━━━━━ Records provided ━━━━━
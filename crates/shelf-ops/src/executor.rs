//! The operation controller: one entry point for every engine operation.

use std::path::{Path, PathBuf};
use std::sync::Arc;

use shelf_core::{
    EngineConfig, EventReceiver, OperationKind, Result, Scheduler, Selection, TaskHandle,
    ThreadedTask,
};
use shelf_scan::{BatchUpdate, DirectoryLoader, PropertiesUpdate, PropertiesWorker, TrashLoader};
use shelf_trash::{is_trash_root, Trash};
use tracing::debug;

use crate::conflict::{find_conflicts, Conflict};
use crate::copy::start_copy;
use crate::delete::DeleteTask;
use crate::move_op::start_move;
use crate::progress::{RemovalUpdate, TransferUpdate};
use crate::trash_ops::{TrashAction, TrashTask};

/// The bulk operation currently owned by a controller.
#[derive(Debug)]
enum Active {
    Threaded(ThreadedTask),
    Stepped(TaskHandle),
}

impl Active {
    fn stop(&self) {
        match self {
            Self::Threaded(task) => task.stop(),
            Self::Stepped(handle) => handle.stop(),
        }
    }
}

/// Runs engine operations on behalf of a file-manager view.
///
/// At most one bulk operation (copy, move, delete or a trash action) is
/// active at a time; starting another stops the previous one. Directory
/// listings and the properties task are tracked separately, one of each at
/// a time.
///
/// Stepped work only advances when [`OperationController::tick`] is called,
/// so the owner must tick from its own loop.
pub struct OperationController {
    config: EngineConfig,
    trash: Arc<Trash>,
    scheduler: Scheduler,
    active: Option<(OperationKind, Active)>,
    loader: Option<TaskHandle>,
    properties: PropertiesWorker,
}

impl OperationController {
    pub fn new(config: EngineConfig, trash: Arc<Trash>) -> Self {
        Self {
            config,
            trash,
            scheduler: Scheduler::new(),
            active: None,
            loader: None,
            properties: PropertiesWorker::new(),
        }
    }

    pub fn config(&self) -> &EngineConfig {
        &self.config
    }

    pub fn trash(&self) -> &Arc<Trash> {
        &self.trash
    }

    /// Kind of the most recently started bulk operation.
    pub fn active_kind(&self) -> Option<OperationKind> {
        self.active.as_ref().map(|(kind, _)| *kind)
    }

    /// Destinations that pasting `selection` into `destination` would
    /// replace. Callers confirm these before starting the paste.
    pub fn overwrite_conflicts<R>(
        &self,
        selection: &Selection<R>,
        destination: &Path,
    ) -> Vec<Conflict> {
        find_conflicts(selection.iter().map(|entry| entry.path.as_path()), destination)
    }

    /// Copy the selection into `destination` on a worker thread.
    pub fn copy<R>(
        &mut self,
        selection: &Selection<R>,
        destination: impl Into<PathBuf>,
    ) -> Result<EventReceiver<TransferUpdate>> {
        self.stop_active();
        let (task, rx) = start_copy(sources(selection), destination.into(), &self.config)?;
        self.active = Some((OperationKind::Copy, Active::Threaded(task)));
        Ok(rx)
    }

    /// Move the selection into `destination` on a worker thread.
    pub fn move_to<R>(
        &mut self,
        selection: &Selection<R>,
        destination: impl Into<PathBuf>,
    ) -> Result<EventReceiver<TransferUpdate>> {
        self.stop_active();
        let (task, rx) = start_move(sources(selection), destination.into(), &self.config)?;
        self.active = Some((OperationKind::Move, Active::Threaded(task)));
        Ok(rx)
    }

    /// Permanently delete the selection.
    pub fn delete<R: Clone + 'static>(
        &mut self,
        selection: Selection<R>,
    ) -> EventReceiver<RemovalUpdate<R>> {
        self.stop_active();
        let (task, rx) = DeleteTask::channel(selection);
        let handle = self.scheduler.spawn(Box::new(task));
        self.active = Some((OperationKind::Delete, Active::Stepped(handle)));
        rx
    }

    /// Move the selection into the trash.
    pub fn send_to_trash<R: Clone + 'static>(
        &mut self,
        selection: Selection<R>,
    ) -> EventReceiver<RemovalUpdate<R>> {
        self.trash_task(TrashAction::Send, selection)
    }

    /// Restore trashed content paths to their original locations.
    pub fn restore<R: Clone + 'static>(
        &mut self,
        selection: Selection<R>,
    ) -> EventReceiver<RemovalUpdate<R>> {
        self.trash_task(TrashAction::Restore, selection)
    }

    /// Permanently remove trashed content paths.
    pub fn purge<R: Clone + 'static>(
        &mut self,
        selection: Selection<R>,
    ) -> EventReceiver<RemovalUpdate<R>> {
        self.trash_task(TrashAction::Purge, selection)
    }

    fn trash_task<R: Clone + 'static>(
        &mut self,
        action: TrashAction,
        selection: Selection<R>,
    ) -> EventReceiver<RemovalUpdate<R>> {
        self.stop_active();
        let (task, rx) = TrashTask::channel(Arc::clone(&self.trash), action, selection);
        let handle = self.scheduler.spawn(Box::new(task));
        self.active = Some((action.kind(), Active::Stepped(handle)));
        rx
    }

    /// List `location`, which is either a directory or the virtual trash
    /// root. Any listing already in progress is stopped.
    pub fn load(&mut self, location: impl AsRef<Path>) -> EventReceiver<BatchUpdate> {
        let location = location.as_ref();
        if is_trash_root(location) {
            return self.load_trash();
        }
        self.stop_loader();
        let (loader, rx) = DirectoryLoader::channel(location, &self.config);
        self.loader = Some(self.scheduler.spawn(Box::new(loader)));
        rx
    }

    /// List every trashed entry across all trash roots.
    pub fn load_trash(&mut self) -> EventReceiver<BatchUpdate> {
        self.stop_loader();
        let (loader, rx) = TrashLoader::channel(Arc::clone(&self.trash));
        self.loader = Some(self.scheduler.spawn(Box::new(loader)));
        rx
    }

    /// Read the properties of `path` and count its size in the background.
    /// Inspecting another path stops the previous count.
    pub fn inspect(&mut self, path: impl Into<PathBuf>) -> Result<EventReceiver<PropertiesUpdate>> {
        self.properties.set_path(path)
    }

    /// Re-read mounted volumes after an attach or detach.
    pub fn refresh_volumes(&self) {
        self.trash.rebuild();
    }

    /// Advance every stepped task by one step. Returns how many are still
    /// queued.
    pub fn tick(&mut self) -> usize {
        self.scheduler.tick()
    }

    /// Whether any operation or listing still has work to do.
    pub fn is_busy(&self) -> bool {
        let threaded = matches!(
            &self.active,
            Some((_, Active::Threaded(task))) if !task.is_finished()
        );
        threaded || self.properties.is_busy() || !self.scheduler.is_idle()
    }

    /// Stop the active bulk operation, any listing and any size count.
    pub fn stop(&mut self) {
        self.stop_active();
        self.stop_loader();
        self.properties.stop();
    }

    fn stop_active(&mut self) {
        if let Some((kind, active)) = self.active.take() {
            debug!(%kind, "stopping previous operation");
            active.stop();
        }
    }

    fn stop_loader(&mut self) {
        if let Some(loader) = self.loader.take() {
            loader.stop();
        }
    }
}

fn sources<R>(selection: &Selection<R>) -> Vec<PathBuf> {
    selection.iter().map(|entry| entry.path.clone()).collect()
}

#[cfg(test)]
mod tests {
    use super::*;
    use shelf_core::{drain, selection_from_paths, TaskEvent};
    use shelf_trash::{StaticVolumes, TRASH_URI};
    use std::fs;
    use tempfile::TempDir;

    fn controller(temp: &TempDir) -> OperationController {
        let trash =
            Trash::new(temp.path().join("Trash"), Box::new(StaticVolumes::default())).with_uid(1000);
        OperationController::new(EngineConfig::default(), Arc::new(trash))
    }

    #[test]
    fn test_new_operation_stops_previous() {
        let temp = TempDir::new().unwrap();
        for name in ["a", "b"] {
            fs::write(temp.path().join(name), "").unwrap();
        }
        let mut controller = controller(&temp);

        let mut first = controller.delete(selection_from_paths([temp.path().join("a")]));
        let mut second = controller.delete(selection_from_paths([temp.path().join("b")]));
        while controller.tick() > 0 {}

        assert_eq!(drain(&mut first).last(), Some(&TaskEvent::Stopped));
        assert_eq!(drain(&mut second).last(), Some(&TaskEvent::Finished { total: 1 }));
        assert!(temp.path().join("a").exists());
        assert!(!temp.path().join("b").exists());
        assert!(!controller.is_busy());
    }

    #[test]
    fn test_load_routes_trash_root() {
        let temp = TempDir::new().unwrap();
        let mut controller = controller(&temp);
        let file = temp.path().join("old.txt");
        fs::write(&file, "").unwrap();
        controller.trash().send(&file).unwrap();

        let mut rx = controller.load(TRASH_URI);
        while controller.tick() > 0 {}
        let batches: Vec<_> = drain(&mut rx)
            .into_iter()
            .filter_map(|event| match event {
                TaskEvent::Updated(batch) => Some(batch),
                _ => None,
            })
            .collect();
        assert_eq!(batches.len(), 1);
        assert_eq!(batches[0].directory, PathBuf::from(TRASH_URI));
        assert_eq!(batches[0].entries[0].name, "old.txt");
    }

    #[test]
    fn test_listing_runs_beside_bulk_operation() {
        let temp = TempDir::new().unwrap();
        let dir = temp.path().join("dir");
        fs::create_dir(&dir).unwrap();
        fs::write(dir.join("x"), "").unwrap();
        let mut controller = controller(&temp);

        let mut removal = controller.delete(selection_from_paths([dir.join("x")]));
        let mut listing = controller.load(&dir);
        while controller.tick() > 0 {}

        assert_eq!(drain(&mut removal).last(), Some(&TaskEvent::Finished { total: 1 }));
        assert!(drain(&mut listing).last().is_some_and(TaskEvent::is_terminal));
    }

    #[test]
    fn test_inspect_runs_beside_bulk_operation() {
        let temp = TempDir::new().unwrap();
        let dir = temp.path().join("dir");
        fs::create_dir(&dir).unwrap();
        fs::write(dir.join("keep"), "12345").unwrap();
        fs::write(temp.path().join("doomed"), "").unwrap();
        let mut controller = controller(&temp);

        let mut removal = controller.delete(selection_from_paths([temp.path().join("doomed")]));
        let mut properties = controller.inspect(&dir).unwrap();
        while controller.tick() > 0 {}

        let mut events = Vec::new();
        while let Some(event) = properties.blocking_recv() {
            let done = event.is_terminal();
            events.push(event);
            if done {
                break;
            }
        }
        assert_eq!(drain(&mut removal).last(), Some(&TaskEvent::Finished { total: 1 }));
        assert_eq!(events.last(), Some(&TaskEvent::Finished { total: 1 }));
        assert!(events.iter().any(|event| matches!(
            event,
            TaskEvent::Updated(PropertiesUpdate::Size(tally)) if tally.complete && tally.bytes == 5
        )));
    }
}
━━━━━
▸ What the task asks
How many lines of the data contain "sources"? Work it out and give only the number.

▸ Task solution
3